All lines below containing the string "records" are to be copied.

——

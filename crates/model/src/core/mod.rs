pub mod column;
pub mod data_type;
pub mod utils;
pub mod value;
use crate::error::TaskError;
use connectors::sql::postgres::{QueryRequest, QueryRunner};
use csv_export::{CsvEmitter, EncodingWriter, OutputEncoding, PreparedExport};
use model::{options::format::FormatOptions, records::cursor::RowCursor};
use serde::{Deserialize, Serialize};
use std::{
    fs::File,
    io::Write,
    path::{Path, PathBuf},
};
use tokio_util::sync::CancellationToken;
use tracing::{debug, info, warn};

#[derive(Debug, Clone, Serialize, Deserialize, PartialEq, Eq)]
pub struct ExportInput {
    #[serde(flatten)]
    pub query: QueryRequest,
    pub output_file_path: PathBuf,
}

#[derive(Debug, Clone, Serialize, Deserialize, PartialEq, Eq)]
pub struct ExportOutput {
    pub rows: u64,
    pub path: PathBuf,
}

/// Runs a query and writes its result to a CSV file.
///
/// The query is prepared before the file is touched, so parameter and
/// connection errors leave no file behind.
pub async fn save_query_to_csv(
    input: &ExportInput,
    options: &FormatOptions,
    cancel: &CancellationToken,
) -> Result<ExportOutput, TaskError> {
    let mut cursor = tokio::select! {
        biased;
        _ = cancel.cancelled() => return Err(TaskError::Cancelled { rows: 0 }),
        cursor = QueryRunner::open(&input.query) => cursor?,
    };

    let result = export_cursor_to_path(&mut cursor, &input.output_file_path, options, cancel).await;
    if matches!(result, Err(TaskError::Cancelled { .. })) {
        cursor.canceller().cancel().await;
    }

    Ok(ExportOutput {
        rows: result?,
        path: input.output_file_path.clone(),
    })
}

/// Validates `options` against `cursor`, then creates (or truncates) `path`,
/// writes the byte order mark the encoding calls for and streams `cursor`
/// into it.
///
/// Option errors leave an existing file untouched. Whatever was written is
/// flushed on every later exit: a failed stream keeps its partial output, and
/// a cancelled one is reported as [`TaskError::Cancelled`].
pub async fn export_cursor_to_path<C>(
    cursor: &mut C,
    path: &Path,
    options: &FormatOptions,
    cancel: &CancellationToken,
) -> Result<u64, TaskError>
where
    C: RowCursor + ?Sized,
{
    let io_error = |source: std::io::Error| TaskError::Io {
        path: path.to_path_buf(),
        source,
    };

    let prepared = PreparedExport::new(cursor.columns(), options)?;
    let encoding = OutputEncoding::resolve(options)?;

    if let Some(parent) = path.parent().filter(|p| !p.as_os_str().is_empty()) {
        tokio::fs::create_dir_all(parent).await.map_err(io_error)?;
    }

    let mut file = File::create(path).map_err(io_error)?;
    file.write_all(encoding.preamble(options.enable_bom))
        .map_err(io_error)?;
    debug!(encoding = encoding.name(), path = %path.display(), "Opened CSV output");

    let mut emitter = CsvEmitter::from_options(EncodingWriter::new(file, encoding), options);
    let streamed = prepared.stream(cursor, &mut emitter, cancel).await;

    let closed = emitter.finish().and_then(EncodingWriter::finish);
    if let Err(err) = closed {
        if streamed.is_ok() {
            return Err(io_error(err));
        }
        warn!(%err, path = %path.display(), "Failed to flush partial CSV output");
    }

    let rows = streamed?;
    if cancel.is_cancelled() {
        warn!(rows, path = %path.display(), "CSV export cancelled");
        return Err(TaskError::Cancelled { rows });
    }

    info!(rows, path = %path.display(), "CSV export written");
    Ok(rows)
}
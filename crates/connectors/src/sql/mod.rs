pub mod base;
pub mod postgres;
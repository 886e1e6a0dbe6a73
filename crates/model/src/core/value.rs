use crate::core::utils::encode_hex_dump;
use chrono::{DateTime, NaiveDate, NaiveDateTime, NaiveTime, SecondsFormat, Utc};
use rust_decimal::Decimal;
use serde::{Deserialize, Serialize};
use std::fmt;
use uuid::Uuid;

/// A single cell as read from a cursor or held in a [`DataTable`](crate::records::table::DataTable).
#[derive(Debug, Clone, Serialize, Deserialize, PartialEq)]
pub enum Value {
    Null,
    Boolean(bool),
    Int(i64),
    Real(f32),
    Float(f64),
    Decimal(Decimal),
    String(String),
    Bytes(Vec<u8>),
    Date(NaiveDate),
    Time(NaiveTime),
    Timestamp(NaiveDateTime),
    TimestampTz(DateTime<Utc>),
    Uuid(Uuid),
    Json(serde_json::Value),
}

impl Value {
    pub fn is_null(&self) -> bool {
        matches!(self, Value::Null)
    }

    pub fn as_str(&self) -> Option<&str> {
        match self {
            Value::String(s) => Some(s),
            _ => None,
        }
    }

    pub fn is_empty_string(&self) -> bool {
        matches!(self, Value::String(s) if s.is_empty())
    }

    /// The calendar date/time carried by a temporal value. Dates resolve to
    /// midnight so they can be rendered with a date-time pattern.
    pub fn as_naive_datetime(&self) -> Option<NaiveDateTime> {
        match self {
            Value::Date(d) => Some(d.and_time(NaiveTime::MIN)),
            Value::Timestamp(ts) => Some(*ts),
            Value::TimestampTz(ts) => Some(ts.naive_utc()),
            _ => None,
        }
    }

    pub fn kind(&self) -> &'static str {
        match self {
            Value::Null => "null",
            Value::Boolean(_) => "boolean",
            Value::Int(_) => "int",
            Value::Real(_) => "real",
            Value::Float(_) => "float",
            Value::Decimal(_) => "decimal",
            Value::String(_) => "string",
            Value::Bytes(_) => "bytes",
            Value::Date(_) => "date",
            Value::Time(_) => "time",
            Value::Timestamp(_) => "timestamp",
            Value::TimestampTz(_) => "timestamptz",
            Value::Uuid(_) => "uuid",
            Value::Json(_) => "json",
        }
    }
}

/// Plain, locale-invariant string conversion. `Null` renders as an empty string.
impl fmt::Display for Value {
    fn fmt(&self, f: &mut fmt::Formatter<'_>) -> fmt::Result {
        match self {
            Value::Null => Ok(()),
            Value::Boolean(v) => write!(f, "{v}"),
            Value::Int(v) => write!(f, "{v}"),
            Value::Real(v) => write!(f, "{v}"),
            Value::Float(v) => write!(f, "{v}"),
            Value::Decimal(v) => write!(f, "{v}"),
            Value::String(v) => f.write_str(v),
            Value::Bytes(v) => f.write_str(&encode_hex_dump(v)),
            Value::Date(v) => write!(f, "{}", v.format("%Y-%m-%d")),
            Value::Time(v) => write!(f, "{}", v.format("%H:%M:%S%.f")),
            Value::Timestamp(v) => write!(f, "{}", v.format("%Y-%m-%d %H:%M:%S%.f")),
            Value::TimestampTz(v) => f.write_str(&v.to_rfc3339_opts(SecondsFormat::AutoSi, true)),
            Value::Uuid(v) => write!(f, "{v}"),
            Value::Json(v) => write!(f, "{v}"),
        }
    }
}

#[cfg(test)]
mod tests {
    use super::*;
    use std::str::FromStr;

    #[test]
    fn test_display_is_invariant() {
        assert_eq!(Value::Real(3000.212).to_string(), "3000.212");
        assert_eq!(Value::Float(1234.543).to_string(), "1234.543");
        assert_eq!(Value::Float(1234.0).to_string(), "1234");
        assert_eq!(
            Value::Decimal(Decimal::from_str("1523.25").unwrap()).to_string(),
            "1523.25"
        );
        assert_eq!(Value::Int(-42).to_string(), "-42");
        assert_eq!(Value::Null.to_string(), "");
    }

    #[test]
    fn test_temporal_display() {
        let date = NaiveDate::from_ymd_opt(2018, 12, 31).unwrap();
        let ts = date.and_hms_opt(11, 22, 33).unwrap();
        assert_eq!(Value::Date(date).to_string(), "2018-12-31");
        assert_eq!(Value::Timestamp(ts).to_string(), "2018-12-31 11:22:33");
        assert_eq!(
            Value::TimestampTz(ts.and_utc()).to_string(),
            "2018-12-31T11:22:33Z"
        );
    }

    #[test]
    fn test_date_as_naive_datetime_is_midnight() {
        let date = NaiveDate::from_ymd_opt(2020, 2, 29).unwrap();
        let dt = Value::Date(date).as_naive_datetime().unwrap();
        assert_eq!(dt, date.and_hms_opt(0, 0, 0).unwrap());
        assert!(Value::Int(1).as_naive_datetime().is_none());
    }

    #[test]
    fn test_empty_string_detection() {
        assert!(Value::String(String::new()).is_empty_string());
        assert!(!Value::String(" ".to_string()).is_empty_string());
        assert!(!Value::Null.is_empty_string());
    }
}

——

Solution to the problem
use model::{options::format::FormatOptions, records::cursor::RowCursor};
/// A single cell as read from a cursor or held in a [`DataTable`](crate::records::table::DataTable).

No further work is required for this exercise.